The crew of Adjuster abandoned her in sinking condition for the life raft which overturned and they spent the last hour clinging to it before rescue by Kingurra. The yacht Clwyd was swamped and eventually overturned when the keel fell off, the crew were rescued by Nynja Go then transferred to the radio relay vessel. The NZ yacht Swuzzlebubble VIII was rolled 360 degrees by a breaking wave, turtled, dismasted and swamped. On deck crew harnessed on were all recovered. The crew then cut the rig off, put out a No 3 headsil as a sea anchor and bailed her out while other yachts stood nearby.
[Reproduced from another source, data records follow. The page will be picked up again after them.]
/*
 * Copyright (c) 2025 Clément GRENNERAT
 *
 * This program is free software: you can redistribute it and/or modify it under the terms of the
 * GNU General Public License as published by the Free Software Foundation, version 3.
 * This program is distributed in the hope that it will be useful, but WITHOUT ANY WARRANTY; without
 * even the implied warranty of MERCHANTABILITY or FITNESS FOR A PARTICULAR PURPOSE.
 * See the GNU General Public License for more details.
 * You should have received a copy of the GNU General Public License along with this program.
 * If not, see https://www.gnu.org/licenses/.
 *
 */

//! Horizon-free time arithmetic over a pattern: the lazy day-by-day walks.

use crate::calendar::pattern::Pattern;
use crate::calendar::resolution::Resolution;
use crate::model::error::CalendarError;
use chrono::{Duration, NaiveDate, NaiveDateTime};
use std::collections::VecDeque;
use std::rc::Rc;

/// A working calendar: an immutable [`Pattern`] paired with the resolution
/// its unit counts are expressed in. Cloning is cheap; the pattern is shared.
///
/// All walks scan day by day through the day-period resolver and never
/// materialise a horizon.
#[derive(Debug, Clone)]
pub struct WorkCalendar {
    pattern: Rc<Pattern>,
    resolution: Resolution,
}

impl WorkCalendar {
    pub fn new(pattern: Pattern, resolution: Resolution) -> WorkCalendar {
        WorkCalendar {
            pattern: Rc::new(pattern),
            resolution,
        }
    }

    pub fn pattern(&self) -> &Rc<Pattern> {
        &self.pattern
    }
    pub fn resolution(&self) -> &Resolution {
        &self.resolution
    }

    /// Walks forward from `start` until `units` working units have elapsed
    /// and returns the resulting datetime. A start inside non-working time
    /// first advances to the next working edge; a start inside a period
    /// consumes from that point on.
    pub fn add_units(&self, start: NaiveDateTime, units: i64) -> Result<NaiveDateTime, CalendarError> {
        if units < 0 {
            return Err(CalendarError::InvalidArgument(
                format!("cannot add a negative unit count: {}", units).into(),
            ));
        }
        if units == 0 {
            return Ok(start);
        }
        let unit_seconds = self.resolution.unit_seconds();
        let mut remaining = units;
        let mut date = start.date();
        loop {
            for (period_begin, period_end) in self.pattern.day_periods(date)? {
                let effective_start = period_begin.max(start);
                if effective_start >= period_end {
                    continue;
                }
                let available = period_end.signed_duration_since(effective_start).num_seconds() / unit_seconds;
                if remaining <= available {
                    return Ok(effective_start + Duration::seconds(remaining * unit_seconds));
                }
                remaining -= available;
            }
            if !self.has_working_time_after(date) {
                return Err(CalendarError::Infeasible {
                    units_requested: units,
                    units_remaining: remaining,
                });
            }
            date = date.succ_opt().expect("calendar date overflow");
        }
    }

    /// Walks backward from `end` until `units` working units have been
    /// unwound; the exact inverse of [`WorkCalendar::add_units`] on aligned
    /// input.
    pub fn subtract_units(&self, end: NaiveDateTime, units: i64) -> Result<NaiveDateTime, CalendarError> {
        if units < 0 {
            return Err(CalendarError::InvalidArgument(
                format!("cannot subtract a negative unit count: {}", units).into(),
            ));
        }
        if units == 0 {
            return Ok(end);
        }
        let unit_seconds = self.resolution.unit_seconds();
        let mut remaining = units;
        let mut date = end.date();
        loop {
            for (period_begin, period_end) in self.pattern.day_periods(date)?.into_iter().rev() {
                let effective_end = period_end.min(end);
                if effective_end <= period_begin {
                    continue;
                }
                let available = effective_end.signed_duration_since(period_begin).num_seconds() / unit_seconds;
                if remaining <= available {
                    return Ok(effective_end - Duration::seconds(remaining * unit_seconds));
                }
                remaining -= available;
            }
            if !self.has_working_time_before(date) {
                return Err(CalendarError::Infeasible {
                    units_requested: units,
                    units_remaining: remaining,
                });
            }
            date = date.pred_opt().expect("calendar date underflow");
        }
    }

    /// Counts the whole working units inside `[begin, end)`, summing each
    /// day's periods clipped to the range.
    pub fn working_units_between(&self, begin: NaiveDateTime, end: NaiveDateTime) -> Result<i64, CalendarError> {
        let unit_seconds = self.resolution.unit_seconds();
        let mut units = 0;
        for interval in self.working_intervals_in_range(begin, end)? {
            let (clip_begin, clip_end) = interval?;
            units += clip_end.signed_duration_since(clip_begin).num_seconds() / unit_seconds;
        }
        Ok(units)
    }

    /// Enumerates each period's clipped overlap with `[begin, end)` in
    /// order. The iterator is finite and resolves one day at a time.
    pub fn working_intervals_in_range(
        &self,
        begin: NaiveDateTime,
        end: NaiveDateTime,
    ) -> Result<WorkingIntervals<'_>, CalendarError> {
        if begin > end {
            return Err(CalendarError::InvalidArgument(
                format!("inverted range: {} > {}", begin, end).into(),
            ));
        }
        Ok(WorkingIntervals {
            calendar: self,
            begin,
            end,
            date: begin.date(),
            pending: VecDeque::new(),
            done: false,
        })
    }

    fn has_working_time_after(&self, date: NaiveDate) -> bool {
        self.pattern.weekly_working_seconds() > 0 || self.pattern.has_working_exception_on_or_after(date)
    }
    fn has_working_time_before(&self, date: NaiveDate) -> bool {
        self.pattern.weekly_working_seconds() > 0 || self.pattern.has_working_exception_on_or_before(date)
    }
}

/// Iterator over the working intervals of a datetime range, clipped to the
/// range bounds. Yields resolver failures as errors and stops afterwards.
pub struct WorkingIntervals<'c> {
    calendar: &'c WorkCalendar,
    begin: NaiveDateTime,
    end: NaiveDateTime,
    date: NaiveDate,
    pending: VecDeque<(NaiveDateTime, NaiveDateTime)>,
    done: bool,
}

impl<'c> Iterator for WorkingIntervals<'c> {
    type Item = Result<(NaiveDateTime, NaiveDateTime), CalendarError>;

    fn next(&mut self) -> Option<Self::Item> {
        loop {
            if self.done {
                return None;
            }
            if let Some(interval) = self.pending.pop_front() {
                return Some(Ok(interval));
            }
            if self.date > self.end.date() {
                self.done = true;
                return None;
            }
            let periods = match self.calendar.pattern.day_periods(self.date) {
                Ok(periods) => periods,
                Err(e) => {
                    self.done = true;
                    return Some(Err(e));
                }
            };
            for (period_begin, period_end) in periods {
                let clip_begin = period_begin.max(self.begin);
                let clip_end = period_end.min(self.end);
                if clip_begin < clip_end {
                    self.pending.push_back((clip_begin, clip_end));
                }
            }
            self.date = self.date.succ_opt().expect("calendar date overflow");
        }
    }
}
They managed to start the engine and motored into Eden. Meanwhile, Prime Factor of Adelaide came off a big wave at speed when the mast and the main bulkhead to which it was fastened pulled straight out of the deck of the boat and disappeared over the side. Two crew members of Advantaged were injured when the yacht capsized, snapping the mast off at the base, four crew were flung overboard but quickly recovered. The navigator was thrown through a bulkhead, head first. On Atara the mast slammed through the port side and it began taking water, but reached Eden where many sought shelter and carried out repairs. Brindabella a new Jutson 75 was retired with delamination at the bow, possibly after hitting a whale. By the end of 28 December 56 yachts had retired, a further 11 by the 30th see list below. At least one of the smallest yachts sheltered in NSW ports during the worst conditions and managed to complete the race within time.
This left Ninety Seven out in front with Cuckoos Nest a 40 footer crossing tacks during the race several times, Ninety seven eventually crossed 2 hours and 1 minute ahead of her rival. The IOR winner was Wild Oats.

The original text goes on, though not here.